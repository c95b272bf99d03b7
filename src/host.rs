//! Window event plumbing shared by the native binary and the browser entry point.

use anyhow::Result;
use log::{debug, info};
use winit::event::{ElementState, Event, KeyEvent, MouseScrollDelta, WindowEvent};
use winit::event_loop::{ActiveEventLoop, ControlFlow};

use crate::app::Viewer;
use crate::input::{KeyCode, MouseButton};
use crate::render::Renderer;

/// Pixels of precise scrolling that count as one wheel step.
const PIXELS_PER_WHEEL_STEP: f32 = 100.0;

/// A [`Viewer`] wired to a window and its renderer.
pub struct ViewerApp {
    renderer: Renderer,
    viewer: Viewer,
    pub last_error: Option<anyhow::Error>,
}

impl ViewerApp {
    pub fn new(renderer: Renderer, viewer: Viewer) -> Self {
        Self {
            renderer,
            viewer,
            last_error: None,
        }
    }

    pub fn viewer(&self) -> &Viewer {
        &self.viewer
    }

    /// Routes one event. `now_seconds` is a monotonic timestamp used for
    /// redraws.
    pub fn process_event(
        &mut self,
        event: &Event<()>,
        elwt: &ActiveEventLoop,
        now_seconds: f64,
    ) -> Result<()> {
        elwt.set_control_flow(ControlFlow::Poll);
        match event {
            Event::WindowEvent { event, window_id } if *window_id == self.renderer.window_id() => {
                match event {
                    WindowEvent::CloseRequested => elwt.exit(),
                    WindowEvent::Resized(size) => {
                        self.renderer.resize(*size);
                        self.viewer.resize(size.width, size.height);
                    }
                    WindowEvent::ScaleFactorChanged { .. } => {
                        let size = self.renderer.window().inner_size();
                        self.renderer.resize(size);
                        self.viewer.resize(size.width, size.height);
                    }
                    WindowEvent::KeyboardInput { event, .. } => self.handle_keyboard(event),
                    WindowEvent::CursorMoved { position, .. } => {
                        self.viewer
                            .pointer_moved(position.x as f32, position.y as f32);
                    }
                    WindowEvent::MouseInput { state, button, .. } => {
                        let button = MouseButton::from_winit(*button);
                        let trigger = match state {
                            ElementState::Pressed => self.viewer.pointer_down(button),
                            ElementState::Released => self.viewer.pointer_up(button),
                        };
                        if let Some(trigger) = trigger {
                            debug!("pointer triggered {trigger:?}");
                        }
                    }
                    WindowEvent::MouseWheel { delta, .. } => {
                        let steps = match delta {
                            MouseScrollDelta::LineDelta(_, y) => *y,
                            MouseScrollDelta::PixelDelta(position) => {
                                position.y as f32 / PIXELS_PER_WHEEL_STEP
                            }
                        };
                        self.viewer.wheel(steps);
                    }
                    WindowEvent::RedrawRequested => {
                        if let Err(err) = self.viewer.tick(now_seconds, &mut self.renderer) {
                            self.renderer.recover(err)?;
                        }
                    }
                    _ => {}
                }
            }
            Event::AboutToWait => {
                self.renderer.window().request_redraw();
            }
            Event::LoopExiting => {
                let stats = self.viewer.stats();
                info!(
                    "rendered {} frame(s), {:.1} fps",
                    stats.frame_count, stats.smoothed_fps
                );
            }
            _ => {}
        }
        Ok(())
    }

    fn handle_keyboard(&mut self, event: &KeyEvent) {
        if event.repeat {
            return;
        }
        let Some(key) = KeyCode::from_winit(&event.logical_key) else {
            return;
        };
        let trigger = match event.state {
            ElementState::Pressed => self.viewer.key_down(key),
            ElementState::Released => self.viewer.key_up(key),
        };
        if let Some(trigger) = trigger {
            debug!("keyboard triggered {trigger:?}");
        }
    }
}
use std::path::PathBuf;

use thiserror::Error;

/// Reasons the model asset can fail to resolve.
#[derive(Debug, Error)]
pub enum LoadError {
    #[error("unable to read {path}")]
    Io {
        path: PathBuf,
        #[source]
        source: std::io::Error,
    },
    #[error("failed to fetch {url}: {reason}")]
    Fetch { url: String, reason: String },
    #[error("invalid glTF asset")]
    Gltf(#[from] gltf::Error),
    #[error("asset does not contain any scene nodes")]
    EmptyScene,
}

§ **REQUIREMENT**
Please set down the entire listing once more, exactly as it stands.

§ **RESPONSE TO THE EXERCISE**
repository c95b272bf99d03b7
filename src/host.rs
//! Window event plumbing shared by the native binary and the browser entry point.

use anyhow::Result;
use log::{debug, info};
use winit::event::{ElementState, Event, KeyEvent, MouseScrollDelta, WindowEvent};
use winit::event_loop::{ActiveEventLoop, ControlFlow};

use crate::app::Viewer;
use crate::input::{KeyCode, MouseButton};
use crate::render::Renderer;

/// Pixels of precise scrolling that count as one wheel step.
const PIXELS_PER_WHEEL_STEP: f32 = 100.0;

/// A [`Viewer`] wired to a window and its renderer.
pub struct ViewerApp {
    renderer: Renderer,
    viewer: Viewer,
    pub last_error: Option<anyhow::Error>,
}

impl ViewerApp {
    pub fn new(renderer: Renderer, viewer: Viewer) -> Self {
        Self {
            renderer,
            viewer,
            last_error: None,
        }
    }

    pub fn viewer(&self) -> &Viewer {
        &self.viewer
    }

    /// Routes one event. `now_seconds` is a monotonic timestamp used for
    /// redraws.
    pub fn process_event(
        &mut self,
        event: &Event<()>,
        elwt: &ActiveEventLoop,
        now_seconds: f64,
    ) -> Result<()> {
        elwt.set_control_flow(ControlFlow::Poll);
        match event {
            Event::WindowEvent { event, window_id } if *window_id == self.renderer.window_id() => {
                match event {
                    WindowEvent::CloseRequested => elwt.exit(),
                    WindowEvent::Resized(size) => {
                        self.renderer.resize(*size);
                        self.viewer.resize(size.width, size.height);
                    }
                    WindowEvent::ScaleFactorChanged { .. } => {
                        let size = self.renderer.window().inner_size();
                        self.renderer.resize(size);
                        self.viewer.resize(size.width, size.height);
                    }
                    WindowEvent::KeyboardInput { event, .. } => self.handle_keyboard(event),
                    WindowEvent::CursorMoved { position, .. } => {
                        self.viewer
                            .pointer_moved(position.x as f32, position.y as f32);
                    }
                    WindowEvent::MouseInput { state, button, .. } => {
                        let button = MouseButton::from_winit(*button);
                        let trigger = match state {
                            ElementState::Pressed => self.viewer.pointer_down(button),
                            ElementState::Released => self.viewer.pointer_up(button),
                        };
                        if let Some(trigger) = trigger {
                            debug!("pointer triggered {trigger:?}");
                        }
                    }
                    WindowEvent::MouseWheel { delta, .. } => {
                        let steps = match delta {
                            MouseScrollDelta::LineDelta(_, y) => *y,
                            MouseScrollDelta::PixelDelta(position) => {
                                position.y as f32 / PIXELS_PER_WHEEL_STEP
                            }
                        };
                        self.viewer.wheel(steps);
                    }
                    WindowEvent::RedrawRequested => {
                        if let Err(err) = self.viewer.tick(now_seconds, &mut self.renderer) {
                            self.renderer.recover(err)?;
                        }
                    }
                    _ => {}
                }
            }
            Event::AboutToWait => {
                self.renderer.window().request_redraw();
            }
            Event::LoopExiting => {
                let stats = self.viewer.stats();
                info!(
                    "rendered {} frame(s), {:.1} fps",
                    stats.frame_count, stats.smoothed_fps
                );
            }
            _ => {}
        }
        Ok(())
    }

    fn handle_keyboard(&mut self, event: &KeyEvent) {
        if event.repeat {
            return;
        }
        let Some(key) = KeyCode::from_winit(&event.logical_key) else {
            return;
        };
        let trigger = match event.state {
            ElementState::Pressed => self.viewer.key_down(key),
            ElementState::Released => self.viewer.key_up(key),
        };
        if let Some(trigger) = trigger {
            debug!("keyboard triggered {trigger:?}");
        }
    }
}
use std::path::PathBuf;

use thiserror::Error;

/// Reasons the model asset can fail to resolve.
#[derive(Debug, Error)]
pub enum LoadError {
    #[error("unable to read {path}")]
    Io {
        path: PathBuf,
        #[source]
        source: std::io::Error,
    },
    #[error("failed to fetch {url}: {reason}")]
    Fetch { url: String, reason: String },
    #[error("invalid glTF asset")]
    Gltf(#[from] gltf::Error),
    #[error("asset does not contain any scene nodes")]
    EmptyScene,
}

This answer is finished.